Montane Ecosystem
Kenya’s mountains include some of the most dramatic scenery and important ecosystems in the country. Kenya’s largest mountains arise from volcanoes, uplift from faulting of the Rift Valley, hard igneous extrusions, and basement rock left emergent as the surrounding plains were worn out by erosion. The mountain landscape accounts for 10 per cent of Kenya’s land surface and varies in height from 1,500m to over 5,000m above sea level. These sky islands jut high above the plains and create their own climate, which becomes wetter and cooler with altitude until the afro-montane zone. The mountains also create a distinctive zonation of habitats, stratified by altitude
and varying with location. The habitats of Mt. Kenya and the Aberdares, for example, stretch from foothill grasslands, through woodlands and forest to the upper moorlands. The plant and animal life in the forests are a mix of equatorial and savannah species and, above the forest, a mix of tropical and temperate species. At high altitude the climate is cold and plant species are temperate in nature, though with rather different growth patterns and adaptations due to the year-round alternation of warm days and cold nights—or ‘summer every day and winter every night’, as Swedish
botanist Olof Hedberg described it. The relative isolation of Kenya’s montane ecosystems and extreme climate at higher altitude also explain the rich assemblage of endemic plant and animal species of montane ecosystems. The gradation of life-forms from base to peak of the sky islands makes them the most varied of all Kenya’s ecosystems. The windward side of montane ecosystems capture more rain and are considerably richer biologically than the leeward side.

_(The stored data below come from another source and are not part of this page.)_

//! Claim state machine: releasable amount, transfer cap, transfer, ledger.

use anchor_lang::prelude::*;

use crate::error::VestingError;
use crate::state::{Allocation, TransferCap, VestingPool};
use crate::utils::schedule;

/// Token holdings the program pays claims from.
pub trait TokenVault {
    fn balance(&self) -> u64;

    /// Moves `amount` to `to`. All-or-nothing.
    ///
    /// On-chain, a failing SPL token CPI aborts the whole transaction, so an
    /// `Err` here only comes from checks made before the CPI (e.g. a
    /// destination not owned by `to`). `claim` maps it to `TransferFailed`.
    fn transfer(&mut self, to: &Pubkey, amount: u64) -> Result<()>;
}

/// Vested minus already distributed, floored at zero.
pub fn releasable_amount(pool: &VestingPool, allocation: &Allocation, now: i64) -> Result<u64> {
    let vested = schedule::vested_amount(pool, allocation, now)?;
    Ok(vested
        .min(allocation.total_amount)
        .saturating_sub(allocation.distributed_amount))
}

/// Pays out what is releasable (clipped by `cap`) and records it. Returns the
/// amount sent. The ledger is only touched after the transfer succeeded.
pub fn claim<V: TokenVault>(
    pool: &VestingPool,
    allocation: &mut Allocation,
    cap: &TransferCap,
    now: i64,
    vault: &mut V,
) -> Result<u64> {
    require!(!allocation.disabled, VestingError::Disabled);

    let releasable = releasable_amount(pool, allocation, now)?;
    require!(releasable > 0, VestingError::ZeroClaimable);

    let to_send = cap.clip(releasable);
    require!(to_send > 0, VestingError::ZeroClaimable);

    if vault.balance() < to_send {
        msg!("vault holds {} but claim needs {}", vault.balance(), to_send);
        return err!(VestingError::TransferFailed);
    }
    vault
        .transfer(&allocation.beneficiary, to_send)
        .map_err(|e| {
            msg!("transfer to {} failed: {}", allocation.beneficiary, e);
            error!(VestingError::TransferFailed)
        })?;

    allocation.record_distribution(to_send)?;
    Ok(to_send)
}
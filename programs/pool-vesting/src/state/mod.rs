pub mod allocation;
pub mod config;
pub mod pool;

pub use allocation::*;
pub use config::*;
pub use pool::*;

use anchor_lang::prelude::*;
use anchor_lang::{AccountDeserialize, AccountSerialize, Owner};

use crate::error::VestingError;

/// Deserializes a program-owned account, reporting `missing` when the PDA has
/// not been created yet.
pub fn load<T: AccountDeserialize + Owner>(info: &AccountInfo, missing: VestingError) -> Result<T> {
    if info.owner != &T::owner() || info.data_is_empty() {
        return Err(missing.into());
    }
    let data = info.try_borrow_data()?;
    T::try_deserialize(&mut &data[..])
}

/// Writes `value` (discriminator included) back into a program-owned account.
pub fn store<T: AccountSerialize>(info: &AccountInfo, value: &T) -> Result<()> {
    let mut data = info.try_borrow_mut_data()?;
    let mut writer: &mut [u8] = &mut data[..];
    value.try_serialize(&mut writer)
}

#[cfg(test)]
mod tests {
    use super::*;

    fn with_account<R>(owner: Pubkey, data: &mut [u8], f: impl FnOnce(&AccountInfo) -> R) -> R {
        let key = Pubkey::new_from_array([3u8; 32]);
        let mut lamports = 1_000_000u64;
        let info = AccountInfo::new(&key, false, true, &mut lamports, data, &owner, false, 0);
        f(&info)
    }

    fn allocation() -> Allocation {
        let mut a = Allocation::default();
        a.initialize(2, Pubkey::new_from_array([5u8; 32]), 1_000_000, 253)
            .unwrap();
        a
    }

    fn serialized(a: &Allocation) -> Vec<u8> {
        let mut buf = Vec::new();
        a.try_serialize(&mut buf).unwrap();
        buf
    }

    #[test]
    fn empty_account_reports_the_missing_error() {
        let mut data: Vec<u8> = Vec::new();
        with_account(crate::ID, &mut data, |info| {
            let err = load::<Allocation>(info, VestingError::NotWhitelisted).unwrap_err();
            assert_eq!(err, VestingError::NotWhitelisted.into());
            let err = load::<VestingPool>(info, VestingError::PoolNotFound).unwrap_err();
            assert_eq!(err, VestingError::PoolNotFound.into());
        });
    }

    #[test]
    fn foreign_owner_is_treated_as_missing() {
        let mut data = serialized(&allocation());
        let system_program = Pubkey::default();
        with_account(system_program, &mut data, |info| {
            let err = load::<Allocation>(info, VestingError::InvalidPool).unwrap_err();
            assert_eq!(err, VestingError::InvalidPool.into());
        });
    }

    #[test]
    fn loads_a_serialized_allocation() {
        let expected = allocation();
        let mut data = serialized(&expected);
        with_account(crate::ID, &mut data, |info| {
            let loaded: Allocation = load(info, VestingError::NotWhitelisted).unwrap();
            assert_eq!(loaded, expected);
        });
    }

    #[test]
    fn store_then_load_round_trips() {
        let mut data = vec![0u8; 8 + Allocation::SIZE];
        with_account(crate::ID, &mut data, |info| {
            let mut a = allocation();
            store(info, &a).unwrap();
            assert_eq!(load::<Allocation>(info, VestingError::NotWhitelisted).unwrap(), a);

            a.record_distribution(250).unwrap();
            a.set_disabled(true);
            store(info, &a).unwrap();
            let loaded: Allocation = load(info, VestingError::NotWhitelisted).unwrap();
            assert_eq!(loaded.distributed_amount, 250);
            assert!(loaded.disabled);
        });
    }

    #[test]
    fn wrong_account_type_does_not_deserialize() {
        let mut data = serialized(&allocation());
        with_account(crate::ID, &mut data, |info| {
            assert!(load::<VestingPool>(info, VestingError::PoolNotFound).is_err());
        });
    }
}
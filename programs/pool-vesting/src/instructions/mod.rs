pub mod initialize;
pub mod add_pool;
pub mod edit_pool;
pub mod allocate;
pub mod set_disabled;
pub mod revoke;
pub mod set_transfer_cap;
pub mod transfer_admin;
pub mod set_token;
pub mod deposit_tokens;
pub mod withdraw_surplus;
pub mod claim;
pub mod views;

pub use initialize::*;
pub use add_pool::*;
pub use edit_pool::*;
pub use allocate::*;
pub use set_disabled::*;
pub use revoke::*;
pub use set_transfer_cap::*;
pub use transfer_admin::*;
pub use set_token::*;
pub use deposit_tokens::*;
pub use withdraw_surplus::*;
pub use claim::*;
pub use views::*;
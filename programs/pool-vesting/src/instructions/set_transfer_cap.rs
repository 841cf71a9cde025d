use anchor_lang::prelude::*;

use crate::auth::require_admin;
use crate::constants::CONFIG_SEED;
use crate::error::VestingError;
use crate::state::{Config, TransferCap};

pub fn set_transfer_cap(ctx: Context<SetTransferCap>, limit: u64, active: bool) -> Result<()> {
    let config = &mut ctx.accounts.config;
    require_admin(config, &ctx.accounts.admin.key())?;
    require!(!active || limit > 0, VestingError::InvalidTransferCap);

    config.transfer_cap = TransferCap { limit, active };

    emit!(TransferCapSet {
        admin: config.admin,
        limit,
        active,
    });
    Ok(())
}

#[derive(Accounts)]
pub struct SetTransferCap<'info> {
    #[account(mut, seeds = [CONFIG_SEED], bump = config.bump)]
    pub config: Account<'info, Config>,

    pub admin: Signer<'info>,
}

#[event]
pub struct TransferCapSet {
    pub admin: Pubkey,
    pub limit: u64,
    pub active: bool,
}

Montane ecosystems are among the most densely settled regions of Kenya. Traditionally the mountains supported a range of traditional herding and farming communities, honey-gatherers and hunter-foragers, all in close proximity and often trading commodities within and beyond the montane regions. The impact of heavy settlement, land conversion, resource extraction and fire has shrunk and modified montane ecosystems over the millennia, most significantly in the lower woodlands and forests. The density of people and diversity of livelihoods has increased with Kenya’s rapid population and economic activity since independence—further reducing and modifying montane habitats through intensified farming, resource extraction, timber and bamboo harvesting, commercial plantation forests, and illegal logging and hunting.